I was working remotely for two weeks when we launched the new Kayako. The launch – a huge deal for the 110 employees that had been working on the new product for the last two years – happened over Google Hangouts and Slack. Everyone joined a video call, with champagne and cake ready in the offices in London and Gurgaon, India.
Everyone had a part to play – it would only happen if everyone had typed a custom command in our Slackbot to take the old marketing website down, push the new one live, and remove the restrictions, finally opening up the new product to the world.
We were confident. The new Kayako was really different from anything else out there: a new customer service and live chat platform for companies that obsessed over their customer experience.

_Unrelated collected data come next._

// Copyright 2020-2021 IOTA Stiftung
// SPDX-License-Identifier: Apache-2.0

//! Key-management primitives: the key-encryption (`encrypt_key`/
//! `decrypt_key`) and key-derivation (`derive`) contracts, dispatched by
//! [`JweAlgorithm`]. `ECDH-ES+AxxxKW` implements both — `derive` yields
//! the wrap key, then the AES-KW path wraps `cek`.

pub(crate) mod aes_kw;
mod dir;
mod ecdh_es;
mod pbes2;
mod rsa;

use std::fmt;

use serde::Deserialize;
use serde::Serialize;
use serde_json::Value;

use crate::error::Error;
use crate::error::Result;
use crate::jwk::Jwk;
use crate::secret::Secret;

use super::header::JweHeader;

#[derive(Debug, Clone, Copy, PartialEq, Eq, Serialize, Deserialize)]
pub enum JweAlgorithm {
  #[serde(rename = "dir")]
  Dir,
  #[serde(rename = "RSA1_5")]
  Rsa15,
  #[serde(rename = "RSA-OAEP")]
  RsaOaep,
  #[serde(rename = "RSA-OAEP-256")]
  RsaOaep256,
  #[serde(rename = "A128KW")]
  A128Kw,
  #[serde(rename = "A192KW")]
  A192Kw,
  #[serde(rename = "A256KW")]
  A256Kw,
  #[serde(rename = "PBES2-HS256+A128KW")]
  Pbes2Hs256A128Kw,
  #[serde(rename = "PBES2-HS384+A192KW")]
  Pbes2Hs384A192Kw,
  #[serde(rename = "PBES2-HS512+A256KW")]
  Pbes2Hs512A256Kw,
  #[serde(rename = "ECDH-ES")]
  EcdhEs,
  #[serde(rename = "ECDH-ES+A128KW")]
  EcdhEsA128Kw,
  #[serde(rename = "ECDH-ES+A192KW")]
  EcdhEsA192Kw,
  #[serde(rename = "ECDH-ES+A256KW")]
  EcdhEsA256Kw,
}

impl fmt::Display for JweAlgorithm {
  fn fmt(&self, f: &mut fmt::Formatter<'_>) -> fmt::Result {
    let name = serde_json::to_value(self).unwrap_or(Value::Null);
    write!(f, "{}", name.as_str().unwrap_or("unknown"))
  }
}

impl JweAlgorithm {
  pub fn name(self) -> &'static str {
    match self {
      JweAlgorithm::Dir => "dir",
      JweAlgorithm::Rsa15 => "RSA1_5",
      JweAlgorithm::RsaOaep => "RSA-OAEP",
      JweAlgorithm::RsaOaep256 => "RSA-OAEP-256",
      JweAlgorithm::A128Kw => "A128KW",
      JweAlgorithm::A192Kw => "A192KW",
      JweAlgorithm::A256Kw => "A256KW",
      JweAlgorithm::Pbes2Hs256A128Kw => "PBES2-HS256+A128KW",
      JweAlgorithm::Pbes2Hs384A192Kw => "PBES2-HS384+A192KW",
      JweAlgorithm::Pbes2Hs512A256Kw => "PBES2-HS512+A256KW",
      JweAlgorithm::EcdhEs => "ECDH-ES",
      JweAlgorithm::EcdhEsA128Kw => "ECDH-ES+A128KW",
      JweAlgorithm::EcdhEsA192Kw => "ECDH-ES+A192KW",
      JweAlgorithm::EcdhEsA256Kw => "ECDH-ES+A256KW",
    }
  }

  pub fn is_key_derivation(self) -> bool {
    matches!(
      self,
      JweAlgorithm::Dir | JweAlgorithm::EcdhEs | JweAlgorithm::EcdhEsA128Kw | JweAlgorithm::EcdhEsA192Kw | JweAlgorithm::EcdhEsA256Kw
    )
  }

  pub fn is_key_encryption(self) -> bool {
    !matches!(self, JweAlgorithm::Dir | JweAlgorithm::EcdhEs)
  }

  /// `None` for bare `dir`/`ECDH-ES` (no wrap stage); `Some(bits)` for the
  /// wrapped-agreement and AES-KW families.
  fn wrap_key_bits(self) -> Option<u32> {
    match self {
      JweAlgorithm::A128Kw | JweAlgorithm::Pbes2Hs256A128Kw | JweAlgorithm::EcdhEsA128Kw => Some(128),
      JweAlgorithm::A192Kw | JweAlgorithm::Pbes2Hs384A192Kw | JweAlgorithm::EcdhEsA192Kw => Some(192),
      JweAlgorithm::A256Kw | JweAlgorithm::Pbes2Hs512A256Kw | JweAlgorithm::EcdhEsA256Kw => Some(256),
      _ => None,
    }
  }
}

/// `derive(keys, headers) -> shared_key`, for key-derivation algorithms.
///
/// For the wrapped-agreement family this returns the *wrap* key (already
/// the right size for the trailing AES-KW step); for bare `dir`/`ECDH-ES`
/// it returns the content-encryption key directly.
pub fn derive(alg: JweAlgorithm, key: &Secret<'_>, header: &mut JweHeader, for_encrypt: bool) -> Result<Vec<u8>> {
  match alg {
    JweAlgorithm::Dir => {
      let jwk: &Jwk = key.resolve(alg.name(), header.kid.as_deref())?;
      dir::cek(jwk)
    }
    JweAlgorithm::EcdhEs | JweAlgorithm::EcdhEsA128Kw | JweAlgorithm::EcdhEsA192Kw | JweAlgorithm::EcdhEsA256Kw => {
      let keylen_bits: u32 = match alg.wrap_key_bits() {
        Some(bits) => bits,
        None => header.enc.cek_bits(),
      };
      let kdf_alg: &str = if alg == JweAlgorithm::EcdhEs { header.enc.name() } else { alg.name() };
      let apu: Vec<u8> = header.apu.as_deref().map(crate::jwu::decode_b64).transpose()?.unwrap_or_default();
      let apv: Vec<u8> = header.apv.as_deref().map(crate::jwu::decode_b64).transpose()?.unwrap_or_default();

      let jwk: &Jwk = key.resolve(alg.name(), header.kid.as_deref())?;

      if for_encrypt {
        if let Ok(ec_params) = jwk.try_ec_params() {
          let agreement = ecdh_es::agree_ephemeral(ec_params)?;
          header.epk = Some(agreement.epk);
          ecdh_es::derive_and_wrap(&agreement.z, kdf_alg, &apu, &apv, keylen_bits, None)
        } else {
          let okp_params = jwk.try_okp_params()?;
          let agreement = ecdh_es::agree_ephemeral_x25519(okp_params)?;
          header.epk = Some(agreement.epk);
          ecdh_es::derive_and_wrap(&agreement.z, kdf_alg, &apu, &apv, keylen_bits, None)
        }
      } else {
        let epk: &Jwk = header.epk.as_ref().ok_or(Error::DecryptionError)?;
        let z: Vec<u8> = if let Ok(ec_params) = jwk.try_ec_params() {
          let epk_params = epk.try_ec_params().map_err(|_| Error::DecryptionError)?;
          ecdh_es::agree_static(ec_params, epk_params)?
        } else {
          let okp_params = jwk.try_okp_params()?;
          let epk_params = epk.try_okp_params().map_err(|_| Error::DecryptionError)?;
          ecdh_es::agree_static_x25519(okp_params, epk_params)?
        };
        ecdh_es::derive_and_wrap(&z, kdf_alg, &apu, &apv, keylen_bits, None)
      }
    }
    _ => Err(Error::InvalidOperation(format!("{alg} is not a KeyDerivationAlgorithm"))),
  }
}

/// `encrypt_key(cek, keys, headers) -> b64url`, for key-encryption algorithms.
///
/// `key` is either the caller's recipient key (RSA/AES-KW/PBES2) or the
/// synthetic one-key wrap key produced by [`derive`] (wrapped-agreement).
pub fn encrypt_key(alg: JweAlgorithm, key: &Secret<'_>, header: &mut JweHeader, cek: &[u8]) -> Result<Vec<u8>> {
  match alg {
    JweAlgorithm::Rsa15 => {
      let jwk: &Jwk = key.resolve(alg.name(), header.kid.as_deref())?;
      rsa::wrap_pkcs1v15(jwk, cek)
    }
    JweAlgorithm::RsaOaep => {
      let jwk: &Jwk = key.resolve(alg.name(), header.kid.as_deref())?;
      rsa::wrap_oaep_sha1(jwk, cek)
    }
    JweAlgorithm::RsaOaep256 => {
      let jwk: &Jwk = key.resolve(alg.name(), header.kid.as_deref())?;
      rsa::wrap_oaep_sha256(jwk, cek)
    }
    JweAlgorithm::A128Kw | JweAlgorithm::A192Kw | JweAlgorithm::A256Kw => {
      let jwk: &Jwk = key.resolve(alg.name(), header.kid.as_deref())?;
      let kek: Vec<u8> = jwk.try_oct_params().map_err(|_| Error::InvalidKey("AES-KW requires an oct JWK".into())).and_then(|p| crate::jwu::decode_b64(&p.k))?;
      aes_kw::wrap(&kek, cek)
    }
    JweAlgorithm::Pbes2Hs256A128Kw | JweAlgorithm::Pbes2Hs384A192Kw | JweAlgorithm::Pbes2Hs512A256Kw => {
      let jwk: &Jwk = key.resolve(alg.name(), header.kid.as_deref())?;
      let password: Vec<u8> = jwk.try_oct_params().map_err(|_| Error::InvalidKey("PBES2 requires an oct JWK".into())).and_then(|p| crate::jwu::decode_b64(&p.k))?;
      let (wrapped, params) = pbes2::wrap(alg, &password, cek)?;
      header.p2s = Some(crate::jwu::encode_b64(&params.salt_input));
      header.p2c = Some(params.iterations);
      Ok(wrapped)
    }
    JweAlgorithm::EcdhEsA128Kw | JweAlgorithm::EcdhEsA192Kw | JweAlgorithm::EcdhEsA256Kw => {
      // `key` here is the synthetic one-key wrap key `derive` produced.
      let jwk: &Jwk = key.resolve(alg.name(), None)?;
      let kek: Vec<u8> = jwk.try_oct_params().map_err(|_| Error::InvalidKey("expected a synthesized oct wrap key".into())).and_then(|p| crate::jwu::decode_b64(&p.k))?;
      aes_kw::wrap(&kek, cek)
    }
    _ => Err(Error::InvalidOperation(format!("{alg} is not a KeyEncryptionAlgorithm"))),
  }
}

pub fn decrypt_key(alg: JweAlgorithm, key: &Secret<'_>, header: &JweHeader, encrypted_key: &[u8]) -> Result<Vec<u8>> {
  match alg {
    JweAlgorithm::Rsa15 => {
      let jwk: &Jwk = key.resolve(alg.name(), header.kid.as_deref()).map_err(|_| Error::DecryptionError)?;
      rsa::unwrap_pkcs1v15(jwk, encrypted_key)
    }
    JweAlgorithm::RsaOaep => {
      let jwk: &Jwk = key.resolve(alg.name(), header.kid.as_deref()).map_err(|_| Error::DecryptionError)?;
      rsa::unwrap_oaep_sha1(jwk, encrypted_key)
    }
    JweAlgorithm::RsaOaep256 => {
      let jwk: &Jwk = key.resolve(alg.name(), header.kid.as_deref()).map_err(|_| Error::DecryptionError)?;
      rsa::unwrap_oaep_sha256(jwk, encrypted_key)
    }
    JweAlgorithm::A128Kw | JweAlgorithm::A192Kw | JweAlgorithm::A256Kw => {
      let jwk: &Jwk = key.resolve(alg.name(), header.kid.as_deref()).map_err(|_| Error::DecryptionError)?;
      let kek: Vec<u8> = jwk.try_oct_params().map_err(|_| Error::DecryptionError).and_then(|p| crate::jwu::decode_b64(&p.k).map_err(|_| Error::DecryptionError))?;
      aes_kw::unwrap(&kek, encrypted_key)
    }
    JweAlgorithm::Pbes2Hs256A128Kw | JweAlgorithm::Pbes2Hs384A192Kw | JweAlgorithm::Pbes2Hs512A256Kw => {
      let jwk: &Jwk = key.resolve(alg.name(), header.kid.as_deref()).map_err(|_| Error::DecryptionError)?;
      let password: Vec<u8> = jwk.try_oct_params().map_err(|_| Error::DecryptionError).and_then(|p| crate::jwu::decode_b64(&p.k).map_err(|_| Error::DecryptionError))?;
      let salt_input: Vec<u8> = header.p2s.as_deref().ok_or(Error::DecryptionError).and_then(|s| crate::jwu::decode_b64(s).map_err(|_| Error::DecryptionError))?;
      let iterations: u32 = header.p2c.ok_or(Error::DecryptionError)?;
      pbes2::unwrap(alg, &password, &salt_input, iterations, encrypted_key)
    }
    JweAlgorithm::EcdhEsA128Kw | JweAlgorithm::EcdhEsA192Kw | JweAlgorithm::EcdhEsA256Kw => {
      let jwk: &Jwk = key.resolve(alg.name(), None).map_err(|_| Error::DecryptionError)?;
      let kek: Vec<u8> = jwk.try_oct_params().map_err(|_| Error::DecryptionError).and_then(|p| crate::jwu::decode_b64(&p.k).map_err(|_| Error::DecryptionError))?;
      aes_kw::unwrap(&kek, encrypted_key)
    }
    _ => Err(Error::DecryptionError),
  }
}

It killed the concept of ‘tickets’, and instead promoted a single, effortless customer relationship across contact channels.
Our target market away from IT helpdesks and technical support teams to a new ‘customer-service-as-growth’ persona. With this, we released a new brand, pricing, and positioning. Gone was the dark blue, corporate feel that was a hangover from the 00’s; we created a brand that felt comfortable, personal, and effortless.
A few months in, that confidence had been chipped away by the reality we were facing. Low trial conversions. Product stability issues and bugs. Negative feedback. Revenue was falling. Accounts were cancelling after a few months.
We’d gone from adding thousands of dollars in new contracted monthly recurring revenue (CMRR) from the old product every month, to just hundreds.
It was bad. We got together in a war-room scenario: what was happening, and how do we fix it?
Aside from product issues, we identified areas of our go-to-market strategy that were seriously problematic. Although we had followed best practice, sought expert advice, and carried out research, we failed in three key areas: pricing, positioning, and onboarding.
In this post:
How we failed at pricing strategy, and how we fixed it
In the run-up to the launch, we had worked with a pricing consultant who’d developed best practices and frameworks from his time at Microsoft. We learnt a lot; the engagements were helpful, productive, and we felt assured and confident in the strategy.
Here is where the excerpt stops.